What the task requires:
Copy out the data in full, keeping each line exactly as it reads.

Information shown:
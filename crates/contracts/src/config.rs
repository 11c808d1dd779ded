//! ComponentConfig - host-delivered component configuration
//!
//! One configuration document per component instance, supplied at
//! construction time and again on every reconfiguration.

use serde::{Deserialize, Serialize};
use serde_json::Value;

use crate::{AttributeMap, ResourceName};

/// Configuration for a single component instance.
#[derive(Debug, Clone, Serialize, Deserialize)]
pub struct ComponentConfig {
    /// Instance name the component is registered under
    pub name: ResourceName,

    /// Requested model, colon-joined (`namespace:family:name`)
    pub model: String,

    /// Model-specific attributes
    #[serde(default)]
    pub attributes: AttributeMap,
}

impl ComponentConfig {
    /// Create a configuration with no attributes.
    pub fn new(name: impl Into<ResourceName>, model: impl Into<String>) -> Self {
        Self {
            name: name.into(),
            model: model.into(),
            attributes: AttributeMap::new(),
        }
    }

    /// Builder-style attribute insertion.
    pub fn with_attribute(mut self, key: impl Into<String>, value: impl Into<Value>) -> Self {
        self.attributes.insert(key.into(), value.into());
        self
    }

    /// Typed accessor: `Some` only when the attribute is present and a string.
    pub fn str_attribute(&self, key: &str) -> Option<&str> {
        self.attributes.get(key).and_then(Value::as_str)
    }
}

Solved exercise:
filename crates/contracts/src/config.rs
repository 11c808d1dd779ded
//! ComponentConfig - host-delivered component configuration
//!
//! One configuration document per component instance, supplied at
//! construction time and again on every reconfiguration.

use serde::{Deserialize, Serialize};
use serde_json::Value;

use crate::{AttributeMap, ResourceName};

/// Configuration for a single component instance.
#[derive(Debug, Clone, Serialize, Deserialize)]
pub struct ComponentConfig {
    /// Instance name the component is registered under
    pub name: ResourceName,

    /// Requested model, colon-joined (`namespace:family:name`)
    pub model: String,

    /// Model-specific attributes
    #[serde(default)]
    pub attributes: AttributeMap,
}

impl ComponentConfig {
    /// Create a configuration with no attributes.
    pub fn new(name: impl Into<ResourceName>, model: impl Into<String>) -> Self {
        Self {
            name: name.into(),
            model: model.into(),
            attributes: AttributeMap::new(),
        }
    }

    /// Builder-style attribute insertion.
    pub fn with_attribute(mut self, key: impl Into<String>, value: impl Into<Value>) -> Self {
        self.attributes.insert(key.into(), value.into());
        self
    }

    /// Typed accessor: `Some` only when the attribute is present and a string.
    pub fn str_attribute(&self, key: &str) -> Option<&str> {
        self.attributes.get(key).and_then(Value::as_str)
    }
}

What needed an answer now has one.